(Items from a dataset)
****************
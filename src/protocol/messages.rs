//! Message types for the HTTP-to-MQTT bridge
//!
//! This module defines the raw publish request decoded from HTTP bodies,
//! the validated [`Message`] handed to the connection manager, and the
//! `{"message": ...}` response body shared by every endpoint.

use serde::{Deserialize, Serialize};
use serde_json::Value;
use std::fmt;

/// MQTT delivery guarantee requested for a message
#[derive(Debug, Clone, Copy, PartialEq, Eq, Hash, Serialize, Deserialize)]
#[serde(try_from = "u8", into = "u8")]
pub enum QosLevel {
    /// QoS 0 - at most once
    AtMostOnce,
    /// QoS 1 - at least once
    AtLeastOnce,
    /// QoS 2 - exactly once
    ExactlyOnce,
}

impl QosLevel {
    pub fn as_u8(self) -> u8 {
        match self {
            QosLevel::AtMostOnce => 0,
            QosLevel::AtLeastOnce => 1,
            QosLevel::ExactlyOnce => 2,
        }
    }
}

impl TryFrom<u8> for QosLevel {
    type Error = String;

    fn try_from(value: u8) -> Result<Self, Self::Error> {
        match value {
            0 => Ok(QosLevel::AtMostOnce),
            1 => Ok(QosLevel::AtLeastOnce),
            2 => Ok(QosLevel::ExactlyOnce),
            other => Err(format!("invalid qos level {other}")),
        }
    }
}

impl From<QosLevel> for u8 {
    fn from(qos: QosLevel) -> Self {
        qos.as_u8()
    }
}

impl fmt::Display for QosLevel {
    fn fmt(&self, f: &mut fmt::Formatter<'_>) -> fmt::Result {
        write!(f, "{}", self.as_u8())
    }
}

/// Publish request exactly as decoded from an HTTP body
///
/// Missing fields fall back to their zero values, so structural checks
/// (empty topic, absent payload) happen in validation rather than decoding.
/// A JSON `null` payload and a missing payload both decode to `None`.
#[derive(Debug, Clone, Default, PartialEq, Deserialize)]
#[serde(default)]
pub struct PublishRequest {
    pub topic: String,
    pub qos: u8,
    pub retained: bool,
    pub payload: Option<Value>,
}

/// Validated message ready to be published
///
/// # Examples
/// ```
/// use mqtt_bridge::protocol::{Message, QosLevel};
/// use serde_json::json;
///
/// let message = Message {
///     topic: "sensors/temp".to_string(),
///     qos: QosLevel::AtLeastOnce,
///     retained: false,
///     payload: json!(23.5),
/// };
/// assert_eq!(message.payload_bytes(), b"23.5".to_vec());
/// ```
#[derive(Debug, Clone, PartialEq, Serialize, Deserialize)]
pub struct Message {
    /// Non-empty MQTT topic
    pub topic: String,
    /// Delivery guarantee
    pub qos: QosLevel,
    /// Ask the broker to keep this as the last known value for the topic
    pub retained: bool,
    /// Payload value, never JSON null
    pub payload: Value,
}

impl Message {
    /// Encode the payload for the wire
    ///
    /// Strings are sent as their raw UTF-8 bytes. Every other JSON value is
    /// sent as compact JSON; object keys come out sorted.
    pub fn payload_bytes(&self) -> Vec<u8> {
        match &self.payload {
            Value::String(text) => text.as_bytes().to_vec(),
            other => other.to_string().into_bytes(),
        }
    }
}

/// Body of every JSON response: `{"message": "..."}`
#[derive(Debug, Clone, PartialEq, Eq, Serialize, Deserialize)]
pub struct BaseResponse {
    pub message: String,
}

impl BaseResponse {
    pub fn new<S: Into<String>>(message: S) -> Self {
        Self {
            message: message.into(),
        }
    }
}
****************
▸ **What you need to do**
When you reply, retype each line exactly as it appears above.

▸ **Exercise answer**
filename src/protocol/messages.rs
//! Message types for the HTTP-to-MQTT bridge
//!
//! This module defines the raw publish request decoded from HTTP bodies,
//! the validated [`Message`] handed to the connection manager, and the
//! `{"message": ...}` response body shared by every endpoint.

use serde::{Deserialize, Serialize};
use serde_json::Value;
use std::fmt;

/// MQTT delivery guarantee requested for a message
#[derive(Debug, Clone, Copy, PartialEq, Eq, Hash, Serialize, Deserialize)]
#[serde(try_from = "u8", into = "u8")]
pub enum QosLevel {
    /// QoS 0 - at most once
    AtMostOnce,
    /// QoS 1 - at least once
    AtLeastOnce,
    /// QoS 2 - exactly once
    ExactlyOnce,
}

impl QosLevel {
    pub fn as_u8(self) -> u8 {
        match self {
            QosLevel::AtMostOnce => 0,
            QosLevel::AtLeastOnce => 1,
            QosLevel::ExactlyOnce => 2,
        }
    }
}

impl TryFrom<u8> for QosLevel {
    type Error = String;

    fn try_from(value: u8) -> Result<Self, Self::Error> {
        match value {
            0 => Ok(QosLevel::AtMostOnce),
            1 => Ok(QosLevel::AtLeastOnce),
            2 => Ok(QosLevel::ExactlyOnce),
            other => Err(format!("invalid qos level {other}")),
        }
    }
}

impl From<QosLevel> for u8 {
    fn from(qos: QosLevel) -> Self {
        qos.as_u8()
    }
}

impl fmt::Display for QosLevel {
    fn fmt(&self, f: &mut fmt::Formatter<'_>) -> fmt::Result {
        write!(f, "{}", self.as_u8())
    }
}

/// Publish request exactly as decoded from an HTTP body
///
/// Missing fields fall back to their zero values, so structural checks
/// (empty topic, absent payload) happen in validation rather than decoding.
/// A JSON `null` payload and a missing payload both decode to `None`.
#[derive(Debug, Clone, Default, PartialEq, Deserialize)]
#[serde(default)]
pub struct PublishRequest {
    pub topic: String,
    pub qos: u8,
    pub retained: bool,
    pub payload: Option<Value>,
}

/// Validated message ready to be published
///
/// # Examples
/// ```
/// use mqtt_bridge::protocol::{Message, QosLevel};
/// use serde_json::json;
///
/// let message = Message {
///     topic: "sensors/temp".to_string(),
///     qos: QosLevel::AtLeastOnce,
///     retained: false,
///     payload: json!(23.5),
/// };
/// assert_eq!(message.payload_bytes(), b"23.5".to_vec());
/// ```
#[derive(Debug, Clone, PartialEq, Serialize, Deserialize)]
pub struct Message {
    /// Non-empty MQTT topic
    pub topic: String,
    /// Delivery guarantee
    pub qos: QosLevel,
    /// Ask the broker to keep this as the last known value for the topic
    pub retained: bool,
    /// Payload value, never JSON null
    pub payload: Value,
}

impl Message {
    /// Encode the payload for the wire
    ///
    /// Strings are sent as their raw UTF-8 bytes. Every other JSON value is
    /// sent as compact JSON; object keys come out sorted.
    pub fn payload_bytes(&self) -> Vec<u8> {
        match &self.payload {
            Value::String(text) => text.as_bytes().to_vec(),
            other => other.to_string().into_bytes(),
        }
    }
}

/// Body of every JSON response: `{"message": "..."}`
#[derive(Debug, Clone, PartialEq, Eq, Serialize, Deserialize)]
pub struct BaseResponse {
    pub message: String,
}

impl BaseResponse {
    pub fn new<S: Into<String>>(message: S) -> Self {
        Self {
            message: message.into(),
        }
    }
}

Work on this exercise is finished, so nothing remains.